_THE PROBLEM_. Every line of the material below should be copied exactly.

_INPUT RECORDS_.
________________
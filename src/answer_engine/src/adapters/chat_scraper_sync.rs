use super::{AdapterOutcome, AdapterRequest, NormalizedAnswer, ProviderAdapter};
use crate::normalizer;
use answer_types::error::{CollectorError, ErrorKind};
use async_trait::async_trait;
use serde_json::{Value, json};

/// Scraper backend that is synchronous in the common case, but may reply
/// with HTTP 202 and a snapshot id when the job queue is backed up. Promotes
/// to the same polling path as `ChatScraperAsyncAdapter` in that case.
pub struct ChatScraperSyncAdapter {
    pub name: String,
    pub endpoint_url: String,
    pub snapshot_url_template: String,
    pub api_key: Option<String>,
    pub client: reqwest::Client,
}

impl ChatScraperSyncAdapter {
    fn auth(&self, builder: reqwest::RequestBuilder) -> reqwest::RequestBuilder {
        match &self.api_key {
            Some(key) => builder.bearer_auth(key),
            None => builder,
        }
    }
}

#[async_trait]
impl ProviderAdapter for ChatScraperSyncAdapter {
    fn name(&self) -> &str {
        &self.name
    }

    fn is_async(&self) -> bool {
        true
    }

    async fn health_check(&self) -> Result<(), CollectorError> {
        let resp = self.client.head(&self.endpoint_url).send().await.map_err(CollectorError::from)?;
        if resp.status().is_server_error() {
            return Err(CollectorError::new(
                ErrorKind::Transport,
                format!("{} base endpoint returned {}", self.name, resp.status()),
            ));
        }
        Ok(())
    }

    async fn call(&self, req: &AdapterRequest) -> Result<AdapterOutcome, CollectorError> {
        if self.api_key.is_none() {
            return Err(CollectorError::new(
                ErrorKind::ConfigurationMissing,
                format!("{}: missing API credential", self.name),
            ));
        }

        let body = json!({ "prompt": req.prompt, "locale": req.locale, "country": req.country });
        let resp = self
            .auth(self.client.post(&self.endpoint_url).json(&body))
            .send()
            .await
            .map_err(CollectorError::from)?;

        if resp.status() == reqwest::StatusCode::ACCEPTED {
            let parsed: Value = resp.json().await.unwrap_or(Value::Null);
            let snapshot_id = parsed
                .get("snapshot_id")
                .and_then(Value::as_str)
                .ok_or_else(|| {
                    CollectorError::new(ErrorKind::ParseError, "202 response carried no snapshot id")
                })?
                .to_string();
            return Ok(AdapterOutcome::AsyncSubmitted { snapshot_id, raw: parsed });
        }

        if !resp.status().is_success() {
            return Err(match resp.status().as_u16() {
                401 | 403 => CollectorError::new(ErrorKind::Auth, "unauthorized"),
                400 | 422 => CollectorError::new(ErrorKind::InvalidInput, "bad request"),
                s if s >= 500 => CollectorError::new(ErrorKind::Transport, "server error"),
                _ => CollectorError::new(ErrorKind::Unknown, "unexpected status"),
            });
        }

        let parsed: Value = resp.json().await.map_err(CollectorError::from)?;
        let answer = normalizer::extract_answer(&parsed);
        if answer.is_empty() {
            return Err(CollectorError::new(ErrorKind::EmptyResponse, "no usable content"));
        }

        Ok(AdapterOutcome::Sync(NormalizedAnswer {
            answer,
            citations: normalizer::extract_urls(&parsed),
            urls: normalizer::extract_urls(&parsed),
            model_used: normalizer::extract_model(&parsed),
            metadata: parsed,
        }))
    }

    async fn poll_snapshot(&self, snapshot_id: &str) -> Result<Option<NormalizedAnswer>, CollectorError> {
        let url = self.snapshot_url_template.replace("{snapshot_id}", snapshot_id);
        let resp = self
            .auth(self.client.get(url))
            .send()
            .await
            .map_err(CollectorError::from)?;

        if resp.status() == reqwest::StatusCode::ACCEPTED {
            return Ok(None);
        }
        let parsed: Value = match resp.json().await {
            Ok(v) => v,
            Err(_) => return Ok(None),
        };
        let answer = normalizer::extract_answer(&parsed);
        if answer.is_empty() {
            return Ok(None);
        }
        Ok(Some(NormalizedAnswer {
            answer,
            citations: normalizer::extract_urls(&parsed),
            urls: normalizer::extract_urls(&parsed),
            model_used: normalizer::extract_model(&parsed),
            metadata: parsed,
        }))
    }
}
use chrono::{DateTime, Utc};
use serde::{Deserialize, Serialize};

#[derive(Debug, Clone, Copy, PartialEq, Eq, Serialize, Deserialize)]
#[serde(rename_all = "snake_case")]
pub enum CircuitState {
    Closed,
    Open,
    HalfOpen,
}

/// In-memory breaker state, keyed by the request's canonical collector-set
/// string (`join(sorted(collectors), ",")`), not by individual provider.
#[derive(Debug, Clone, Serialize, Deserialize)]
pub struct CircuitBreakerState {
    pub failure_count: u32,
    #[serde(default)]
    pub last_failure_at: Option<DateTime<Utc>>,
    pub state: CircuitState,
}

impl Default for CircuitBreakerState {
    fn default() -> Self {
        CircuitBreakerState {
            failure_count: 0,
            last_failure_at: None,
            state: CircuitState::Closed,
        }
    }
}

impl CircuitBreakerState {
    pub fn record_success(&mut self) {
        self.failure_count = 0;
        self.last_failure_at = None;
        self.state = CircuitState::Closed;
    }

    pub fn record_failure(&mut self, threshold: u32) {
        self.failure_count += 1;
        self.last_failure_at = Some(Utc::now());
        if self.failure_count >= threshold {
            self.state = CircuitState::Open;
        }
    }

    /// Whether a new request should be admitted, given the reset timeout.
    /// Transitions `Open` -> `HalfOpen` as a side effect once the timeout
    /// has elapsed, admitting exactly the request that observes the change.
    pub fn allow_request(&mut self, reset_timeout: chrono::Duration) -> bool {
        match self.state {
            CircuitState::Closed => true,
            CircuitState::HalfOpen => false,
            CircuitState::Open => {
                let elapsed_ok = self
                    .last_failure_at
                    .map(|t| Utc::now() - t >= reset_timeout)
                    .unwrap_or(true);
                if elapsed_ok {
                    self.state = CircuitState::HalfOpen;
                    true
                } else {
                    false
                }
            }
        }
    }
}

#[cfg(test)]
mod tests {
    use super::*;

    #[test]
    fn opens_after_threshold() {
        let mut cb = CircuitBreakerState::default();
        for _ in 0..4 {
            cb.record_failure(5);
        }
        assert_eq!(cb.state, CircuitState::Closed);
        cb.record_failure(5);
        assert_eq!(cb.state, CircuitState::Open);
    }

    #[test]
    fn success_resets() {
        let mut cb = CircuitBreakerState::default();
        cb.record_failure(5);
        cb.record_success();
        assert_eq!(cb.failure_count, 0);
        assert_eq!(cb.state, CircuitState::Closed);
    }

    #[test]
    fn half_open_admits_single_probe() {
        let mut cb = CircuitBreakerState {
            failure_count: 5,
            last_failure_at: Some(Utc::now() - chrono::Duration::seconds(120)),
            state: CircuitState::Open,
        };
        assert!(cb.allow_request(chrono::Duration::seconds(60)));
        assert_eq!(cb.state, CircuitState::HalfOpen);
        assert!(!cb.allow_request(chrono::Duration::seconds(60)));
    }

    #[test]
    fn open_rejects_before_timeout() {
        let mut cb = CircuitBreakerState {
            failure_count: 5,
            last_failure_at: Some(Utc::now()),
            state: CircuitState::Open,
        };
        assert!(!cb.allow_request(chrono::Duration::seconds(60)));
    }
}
________________
_OUTPUT OF THE TASK_.
filename src/answer_engine/src/adapters/chat_scraper_sync.rs
use super::{AdapterOutcome, AdapterRequest, NormalizedAnswer, ProviderAdapter};
use crate::normalizer;
use answer_types::error::{CollectorError, ErrorKind};
use async_trait::async_trait;
use serde_json::{Value, json};

/// Scraper backend that is synchronous in the common case, but may reply
/// with HTTP 202 and a snapshot id when the job queue is backed up. Promotes
/// to the same polling path as `ChatScraperAsyncAdapter` in that case.
pub struct ChatScraperSyncAdapter {
    pub name: String,
    pub endpoint_url: String,
    pub snapshot_url_template: String,
    pub api_key: Option<String>,
    pub client: reqwest::Client,
}

impl ChatScraperSyncAdapter {
    fn auth(&self, builder: reqwest::RequestBuilder) -> reqwest::RequestBuilder {
        match &self.api_key {
            Some(key) => builder.bearer_auth(key),
            None => builder,
        }
    }
}

#[async_trait]
impl ProviderAdapter for ChatScraperSyncAdapter {
    fn name(&self) -> &str {
        &self.name
    }

    fn is_async(&self) -> bool {
        true
    }

    async fn health_check(&self) -> Result<(), CollectorError> {
        let resp = self.client.head(&self.endpoint_url).send().await.map_err(CollectorError::from)?;
        if resp.status().is_server_error() {
            return Err(CollectorError::new(
                ErrorKind::Transport,
                format!("{} base endpoint returned {}", self.name, resp.status()),
            ));
        }
        Ok(())
    }

    async fn call(&self, req: &AdapterRequest) -> Result<AdapterOutcome, CollectorError> {
        if self.api_key.is_none() {
            return Err(CollectorError::new(
                ErrorKind::ConfigurationMissing,
                format!("{}: missing API credential", self.name),
            ));
        }

        let body = json!({ "prompt": req.prompt, "locale": req.locale, "country": req.country });
        let resp = self
            .auth(self.client.post(&self.endpoint_url).json(&body))
            .send()
            .await
            .map_err(CollectorError::from)?;

        if resp.status() == reqwest::StatusCode::ACCEPTED {
            let parsed: Value = resp.json().await.unwrap_or(Value::Null);
            let snapshot_id = parsed
                .get("snapshot_id")
                .and_then(Value::as_str)
                .ok_or_else(|| {
                    CollectorError::new(ErrorKind::ParseError, "202 response carried no snapshot id")
                })?
                .to_string();
            return Ok(AdapterOutcome::AsyncSubmitted { snapshot_id, raw: parsed });
        }

        if !resp.status().is_success() {
            return Err(match resp.status().as_u16() {
                401 | 403 => CollectorError::new(ErrorKind::Auth, "unauthorized"),
                400 | 422 => CollectorError::new(ErrorKind::InvalidInput, "bad request"),
                s if s >= 500 => CollectorError::new(ErrorKind::Transport, "server error"),
                _ => CollectorError::new(ErrorKind::Unknown, "unexpected status"),
            });
        }

        let parsed: Value = resp.json().await.map_err(CollectorError::from)?;
        let answer = normalizer::extract_answer(&parsed);
        if answer.is_empty() {
            return Err(CollectorError::new(ErrorKind::EmptyResponse, "no usable content"));
        }

        Ok(AdapterOutcome::Sync(NormalizedAnswer {
            answer,
            citations: normalizer::extract_urls(&parsed),
            urls: normalizer::extract_urls(&parsed),
            model_used: normalizer::extract_model(&parsed),
            metadata: parsed,
        }))
    }

    async fn poll_snapshot(&self, snapshot_id: &str) -> Result<Option<NormalizedAnswer>, CollectorError> {
        let url = self.snapshot_url_template.replace("{snapshot_id}", snapshot_id);
        let resp = self
            .auth(self.client.get(url))
            .send()
            .await
            .map_err(CollectorError::from)?;

        if resp.status() == reqwest::StatusCode::ACCEPTED {
            return Ok(None);
        }
        let parsed: Value = match resp.json().await {
            Ok(v) => v,
            Err(_) => return Ok(None),
        };
        let answer = normalizer::extract_answer(&parsed);
        if answer.is_empty() {
            return Ok(None);
        }
        Ok(Some(NormalizedAnswer {
            answer,
            citations: normalizer::extract_urls(&parsed),
            urls: normalizer::extract_urls(&parsed),
            model_used: normalizer::extract_model(&parsed),
            metadata: parsed,
        }))
    }
}
use chrono::{DateTime, Utc};
use serde::{Deserialize, Serialize};

#[derive(Debug, Clone, Copy, PartialEq, Eq, Serialize, Deserialize)]
#[serde(rename_all = "snake_case")]
pub enum CircuitState {
    Closed,
    Open,
    HalfOpen,
}

/// In-memory breaker state, keyed by the request's canonical collector-set
/// string (`join(sorted(collectors), ",")`), not by individual provider.
#[derive(Debug, Clone, Serialize, Deserialize)]
pub struct CircuitBreakerState {
    pub failure_count: u32,
    #[serde(default)]
    pub last_failure_at: Option<DateTime<Utc>>,
    pub state: CircuitState,
}

impl Default for CircuitBreakerState {
    fn default() -> Self {
        CircuitBreakerState {
            failure_count: 0,
            last_failure_at: None,
            state: CircuitState::Closed,
        }
    }
}

impl CircuitBreakerState {
    pub fn record_success(&mut self) {
        self.failure_count = 0;
        self.last_failure_at = None;
        self.state = CircuitState::Closed;
    }

    pub fn record_failure(&mut self, threshold: u32) {
        self.failure_count += 1;
        self.last_failure_at = Some(Utc::now());
        if self.failure_count >= threshold {
            self.state = CircuitState::Open;
        }
    }

    /// Whether a new request should be admitted, given the reset timeout.
    /// Transitions `Open` -> `HalfOpen` as a side effect once the timeout
    /// has elapsed, admitting exactly the request that observes the change.
    pub fn allow_request(&mut self, reset_timeout: chrono::Duration) -> bool {
        match self.state {
            CircuitState::Closed => true,
            CircuitState::HalfOpen => false,
            CircuitState::Open => {
                let elapsed_ok = self
                    .last_failure_at
                    .map(|t| Utc::now() - t >= reset_timeout)
                    .unwrap_or(true);
                if elapsed_ok {
                    self.state = CircuitState::HalfOpen;
                    true
                } else {
                    false
                }
            }
        }
    }
}

#[cfg(test)]
mod tests {
    use super::*;

    #[test]
    fn opens_after_threshold() {
        let mut cb = CircuitBreakerState::default();
        for _ in 0..4 {
            cb.record_failure(5);
        }
        assert_eq!(cb.state, CircuitState::Closed);
        cb.record_failure(5);
        assert_eq!(cb.state, CircuitState::Open);
    }

    #[test]
    fn success_resets() {
        let mut cb = CircuitBreakerState::default();
        cb.record_failure(5);
        cb.record_success();
        assert_eq!(cb.failure_count, 0);
        assert_eq!(cb.state, CircuitState::Closed);
    }

    #[test]
    fn half_open_admits_single_probe() {
        let mut cb = CircuitBreakerState {
            failure_count: 5,
            last_failure_at: Some(Utc::now() - chrono::Duration::seconds(120)),
            state: CircuitState::Open,
        };
        assert!(cb.allow_request(chrono::Duration::seconds(60)));
        assert_eq!(cb.state, CircuitState::HalfOpen);
        assert!(!cb.allow_request(chrono::Duration::seconds(60)));
    }

    #[test]
    fn open_rejects_before_timeout() {
        let mut cb = CircuitBreakerState {
            failure_count: 5,
            last_failure_at: Some(Utc::now()),
            state: CircuitState::Open,
        };
        assert!(!cb.allow_request(chrono::Duration::seconds(60)));
    }
}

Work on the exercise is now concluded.